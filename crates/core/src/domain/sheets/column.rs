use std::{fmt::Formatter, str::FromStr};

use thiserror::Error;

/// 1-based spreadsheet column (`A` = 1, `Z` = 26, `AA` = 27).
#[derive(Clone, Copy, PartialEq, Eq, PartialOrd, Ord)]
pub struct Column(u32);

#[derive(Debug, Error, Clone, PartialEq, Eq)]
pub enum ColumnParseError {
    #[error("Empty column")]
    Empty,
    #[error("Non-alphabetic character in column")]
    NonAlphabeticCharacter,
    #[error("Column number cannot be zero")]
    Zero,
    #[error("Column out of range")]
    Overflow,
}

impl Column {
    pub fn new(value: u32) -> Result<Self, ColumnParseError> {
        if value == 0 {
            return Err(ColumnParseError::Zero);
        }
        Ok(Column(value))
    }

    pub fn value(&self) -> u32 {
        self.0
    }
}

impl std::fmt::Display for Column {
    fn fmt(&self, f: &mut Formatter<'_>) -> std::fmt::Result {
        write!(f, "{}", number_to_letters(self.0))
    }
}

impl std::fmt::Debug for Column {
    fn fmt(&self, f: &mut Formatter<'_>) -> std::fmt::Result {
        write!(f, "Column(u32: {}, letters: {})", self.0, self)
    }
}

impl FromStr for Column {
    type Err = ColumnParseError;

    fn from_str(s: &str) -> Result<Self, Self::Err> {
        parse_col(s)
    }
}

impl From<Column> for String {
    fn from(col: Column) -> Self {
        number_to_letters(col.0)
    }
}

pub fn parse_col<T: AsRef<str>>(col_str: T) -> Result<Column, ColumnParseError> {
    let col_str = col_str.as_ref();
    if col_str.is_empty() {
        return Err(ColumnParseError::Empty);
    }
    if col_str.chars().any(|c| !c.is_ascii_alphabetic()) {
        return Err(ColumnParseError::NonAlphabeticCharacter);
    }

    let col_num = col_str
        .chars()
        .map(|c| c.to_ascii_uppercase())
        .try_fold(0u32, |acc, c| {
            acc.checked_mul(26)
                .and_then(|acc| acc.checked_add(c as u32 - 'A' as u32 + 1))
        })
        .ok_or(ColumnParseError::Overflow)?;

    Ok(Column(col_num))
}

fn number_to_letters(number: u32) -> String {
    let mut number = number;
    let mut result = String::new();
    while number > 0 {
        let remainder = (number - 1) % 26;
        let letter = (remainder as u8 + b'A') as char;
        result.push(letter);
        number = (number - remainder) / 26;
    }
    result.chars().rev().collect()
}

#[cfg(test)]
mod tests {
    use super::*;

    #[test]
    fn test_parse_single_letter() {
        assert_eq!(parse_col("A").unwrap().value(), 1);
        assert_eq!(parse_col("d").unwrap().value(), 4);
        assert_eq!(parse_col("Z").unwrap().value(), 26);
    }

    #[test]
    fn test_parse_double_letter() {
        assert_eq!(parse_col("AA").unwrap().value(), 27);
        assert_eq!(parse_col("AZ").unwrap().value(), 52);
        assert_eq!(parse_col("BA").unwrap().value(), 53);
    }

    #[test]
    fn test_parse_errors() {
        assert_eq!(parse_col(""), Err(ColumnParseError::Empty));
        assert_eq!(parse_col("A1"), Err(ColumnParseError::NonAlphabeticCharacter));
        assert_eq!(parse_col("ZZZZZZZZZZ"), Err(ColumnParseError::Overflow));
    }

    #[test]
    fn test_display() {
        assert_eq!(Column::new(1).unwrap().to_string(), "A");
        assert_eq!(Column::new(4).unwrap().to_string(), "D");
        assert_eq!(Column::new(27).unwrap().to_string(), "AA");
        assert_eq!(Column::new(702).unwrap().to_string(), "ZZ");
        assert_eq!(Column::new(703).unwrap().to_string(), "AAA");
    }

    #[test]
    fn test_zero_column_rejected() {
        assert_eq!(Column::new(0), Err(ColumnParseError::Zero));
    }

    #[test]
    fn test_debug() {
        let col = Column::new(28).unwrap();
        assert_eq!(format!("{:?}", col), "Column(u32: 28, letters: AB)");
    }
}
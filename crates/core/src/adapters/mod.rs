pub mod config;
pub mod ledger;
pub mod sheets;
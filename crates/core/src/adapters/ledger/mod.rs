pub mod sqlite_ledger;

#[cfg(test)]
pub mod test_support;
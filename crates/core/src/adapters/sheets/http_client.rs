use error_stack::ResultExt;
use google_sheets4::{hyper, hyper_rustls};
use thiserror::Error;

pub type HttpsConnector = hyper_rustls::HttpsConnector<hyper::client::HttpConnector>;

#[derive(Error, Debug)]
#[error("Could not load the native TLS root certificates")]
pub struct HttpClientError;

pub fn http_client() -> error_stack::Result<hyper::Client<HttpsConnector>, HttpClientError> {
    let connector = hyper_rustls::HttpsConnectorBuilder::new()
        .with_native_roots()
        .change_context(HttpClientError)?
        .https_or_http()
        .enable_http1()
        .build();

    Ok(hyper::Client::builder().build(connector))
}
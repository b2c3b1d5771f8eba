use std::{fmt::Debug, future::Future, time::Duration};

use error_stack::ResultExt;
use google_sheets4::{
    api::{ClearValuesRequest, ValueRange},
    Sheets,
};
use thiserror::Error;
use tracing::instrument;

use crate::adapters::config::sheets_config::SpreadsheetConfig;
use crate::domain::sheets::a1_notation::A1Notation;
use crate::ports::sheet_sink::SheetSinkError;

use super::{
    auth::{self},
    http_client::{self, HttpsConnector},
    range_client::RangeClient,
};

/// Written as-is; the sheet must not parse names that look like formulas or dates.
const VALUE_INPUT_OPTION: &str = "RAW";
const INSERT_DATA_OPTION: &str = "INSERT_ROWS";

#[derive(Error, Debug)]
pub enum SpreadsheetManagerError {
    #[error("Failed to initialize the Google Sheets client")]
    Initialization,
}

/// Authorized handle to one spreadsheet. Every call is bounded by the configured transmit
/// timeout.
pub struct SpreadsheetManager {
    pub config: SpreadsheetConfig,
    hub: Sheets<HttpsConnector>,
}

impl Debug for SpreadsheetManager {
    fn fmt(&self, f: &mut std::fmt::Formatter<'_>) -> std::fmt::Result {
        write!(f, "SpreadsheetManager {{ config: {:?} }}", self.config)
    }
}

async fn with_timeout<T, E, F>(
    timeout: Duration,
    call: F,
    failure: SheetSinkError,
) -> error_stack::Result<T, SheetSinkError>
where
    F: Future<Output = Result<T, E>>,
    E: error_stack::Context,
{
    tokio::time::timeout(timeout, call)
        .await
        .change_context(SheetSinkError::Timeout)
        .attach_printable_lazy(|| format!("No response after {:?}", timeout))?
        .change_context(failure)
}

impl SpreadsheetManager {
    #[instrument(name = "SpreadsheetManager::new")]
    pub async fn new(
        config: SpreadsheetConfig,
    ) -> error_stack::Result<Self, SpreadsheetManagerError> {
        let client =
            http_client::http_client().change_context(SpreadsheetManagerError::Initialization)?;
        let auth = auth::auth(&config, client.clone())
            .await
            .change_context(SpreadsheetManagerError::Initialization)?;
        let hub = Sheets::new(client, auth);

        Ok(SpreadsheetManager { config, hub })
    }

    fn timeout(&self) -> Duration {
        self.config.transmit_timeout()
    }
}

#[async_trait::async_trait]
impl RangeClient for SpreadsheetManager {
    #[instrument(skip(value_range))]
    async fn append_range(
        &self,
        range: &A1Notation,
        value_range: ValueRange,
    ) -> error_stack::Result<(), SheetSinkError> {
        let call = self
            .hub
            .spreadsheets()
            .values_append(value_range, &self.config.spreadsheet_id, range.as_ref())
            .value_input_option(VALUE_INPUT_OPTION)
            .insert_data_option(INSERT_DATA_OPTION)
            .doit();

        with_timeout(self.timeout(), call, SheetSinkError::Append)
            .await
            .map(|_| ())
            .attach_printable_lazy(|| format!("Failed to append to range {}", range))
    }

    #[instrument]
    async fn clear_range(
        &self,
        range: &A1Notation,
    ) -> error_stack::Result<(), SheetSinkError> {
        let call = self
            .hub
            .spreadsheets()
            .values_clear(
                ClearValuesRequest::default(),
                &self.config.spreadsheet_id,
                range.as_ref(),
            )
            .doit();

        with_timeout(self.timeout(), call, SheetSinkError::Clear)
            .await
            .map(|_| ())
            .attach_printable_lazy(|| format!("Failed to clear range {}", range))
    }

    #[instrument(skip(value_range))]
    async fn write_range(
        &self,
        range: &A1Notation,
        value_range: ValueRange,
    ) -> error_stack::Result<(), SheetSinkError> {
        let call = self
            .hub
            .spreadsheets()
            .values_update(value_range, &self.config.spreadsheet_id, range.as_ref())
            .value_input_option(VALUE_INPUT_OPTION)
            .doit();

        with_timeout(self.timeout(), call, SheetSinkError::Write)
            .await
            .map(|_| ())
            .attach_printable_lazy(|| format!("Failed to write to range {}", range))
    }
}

---

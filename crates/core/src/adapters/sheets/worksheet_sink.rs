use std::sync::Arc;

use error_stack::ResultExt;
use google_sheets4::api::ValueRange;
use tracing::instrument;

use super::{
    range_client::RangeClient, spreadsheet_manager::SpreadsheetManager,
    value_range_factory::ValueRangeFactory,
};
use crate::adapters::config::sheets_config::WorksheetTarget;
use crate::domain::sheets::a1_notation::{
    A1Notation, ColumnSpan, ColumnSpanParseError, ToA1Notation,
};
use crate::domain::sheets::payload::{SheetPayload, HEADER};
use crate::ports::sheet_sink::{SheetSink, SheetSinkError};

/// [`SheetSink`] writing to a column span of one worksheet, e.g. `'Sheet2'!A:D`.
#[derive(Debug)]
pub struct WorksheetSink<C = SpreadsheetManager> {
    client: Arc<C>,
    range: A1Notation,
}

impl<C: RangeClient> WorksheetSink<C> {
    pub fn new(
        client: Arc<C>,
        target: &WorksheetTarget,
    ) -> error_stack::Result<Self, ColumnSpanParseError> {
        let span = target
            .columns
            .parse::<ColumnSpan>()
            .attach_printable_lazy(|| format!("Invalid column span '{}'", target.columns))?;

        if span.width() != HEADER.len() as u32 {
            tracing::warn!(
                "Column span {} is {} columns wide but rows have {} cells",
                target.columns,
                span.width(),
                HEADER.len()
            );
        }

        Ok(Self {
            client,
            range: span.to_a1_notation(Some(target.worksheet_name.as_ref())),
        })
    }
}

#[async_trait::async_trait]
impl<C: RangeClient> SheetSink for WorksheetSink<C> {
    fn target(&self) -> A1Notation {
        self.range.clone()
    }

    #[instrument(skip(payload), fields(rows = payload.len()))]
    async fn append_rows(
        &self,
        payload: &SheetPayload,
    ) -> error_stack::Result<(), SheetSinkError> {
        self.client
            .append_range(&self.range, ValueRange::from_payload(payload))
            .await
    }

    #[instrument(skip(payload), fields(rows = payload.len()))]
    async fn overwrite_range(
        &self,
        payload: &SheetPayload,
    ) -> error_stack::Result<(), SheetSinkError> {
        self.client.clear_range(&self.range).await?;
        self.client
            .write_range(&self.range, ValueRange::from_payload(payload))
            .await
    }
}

==

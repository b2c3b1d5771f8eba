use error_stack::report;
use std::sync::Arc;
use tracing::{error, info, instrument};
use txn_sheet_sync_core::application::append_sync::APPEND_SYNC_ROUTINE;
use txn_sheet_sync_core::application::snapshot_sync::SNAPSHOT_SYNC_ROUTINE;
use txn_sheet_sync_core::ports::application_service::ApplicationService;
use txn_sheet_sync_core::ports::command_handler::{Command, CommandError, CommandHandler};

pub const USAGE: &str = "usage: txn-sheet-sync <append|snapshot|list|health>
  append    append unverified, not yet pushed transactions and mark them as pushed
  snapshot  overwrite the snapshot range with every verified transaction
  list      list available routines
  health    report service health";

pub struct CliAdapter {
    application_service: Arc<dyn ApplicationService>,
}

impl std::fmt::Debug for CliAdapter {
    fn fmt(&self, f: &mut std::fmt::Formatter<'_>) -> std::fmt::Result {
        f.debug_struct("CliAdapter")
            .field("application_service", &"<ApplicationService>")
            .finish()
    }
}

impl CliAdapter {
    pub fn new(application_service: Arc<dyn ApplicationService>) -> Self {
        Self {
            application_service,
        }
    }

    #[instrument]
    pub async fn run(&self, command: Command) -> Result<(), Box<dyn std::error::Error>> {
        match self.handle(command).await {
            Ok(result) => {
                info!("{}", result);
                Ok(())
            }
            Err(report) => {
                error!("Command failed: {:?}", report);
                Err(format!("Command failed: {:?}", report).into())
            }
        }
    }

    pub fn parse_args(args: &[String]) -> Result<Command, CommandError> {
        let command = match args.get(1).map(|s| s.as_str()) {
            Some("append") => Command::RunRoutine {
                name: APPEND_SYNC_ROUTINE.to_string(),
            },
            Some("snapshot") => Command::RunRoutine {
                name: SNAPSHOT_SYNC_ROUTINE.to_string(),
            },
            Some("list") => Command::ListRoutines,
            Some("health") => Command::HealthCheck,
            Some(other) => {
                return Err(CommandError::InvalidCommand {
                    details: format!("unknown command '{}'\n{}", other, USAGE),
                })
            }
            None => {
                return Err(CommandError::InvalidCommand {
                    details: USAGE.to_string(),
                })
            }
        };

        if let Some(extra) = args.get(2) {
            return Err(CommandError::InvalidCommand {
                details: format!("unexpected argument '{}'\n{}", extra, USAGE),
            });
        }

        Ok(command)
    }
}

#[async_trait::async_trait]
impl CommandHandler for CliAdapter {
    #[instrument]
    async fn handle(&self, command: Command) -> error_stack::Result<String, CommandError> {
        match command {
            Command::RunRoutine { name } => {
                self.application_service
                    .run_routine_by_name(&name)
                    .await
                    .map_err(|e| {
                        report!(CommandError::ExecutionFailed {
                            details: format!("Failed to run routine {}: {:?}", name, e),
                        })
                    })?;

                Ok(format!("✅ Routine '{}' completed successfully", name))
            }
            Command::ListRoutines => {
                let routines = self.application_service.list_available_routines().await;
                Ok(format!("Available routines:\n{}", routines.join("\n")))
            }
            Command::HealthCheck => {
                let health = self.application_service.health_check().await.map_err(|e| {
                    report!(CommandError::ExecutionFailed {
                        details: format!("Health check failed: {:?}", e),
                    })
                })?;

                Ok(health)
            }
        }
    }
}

How to complete this task: From the entries, copy every line in which the string "return" can be found.

Task solution:
            return Err(ColumnParseError::Zero);
        return Err(ColumnParseError::Empty);
        return Err(ColumnParseError::NonAlphabeticCharacter);
                return Err(CommandError::InvalidCommand {
                return Err(CommandError::InvalidCommand {
            return Err(CommandError::InvalidCommand {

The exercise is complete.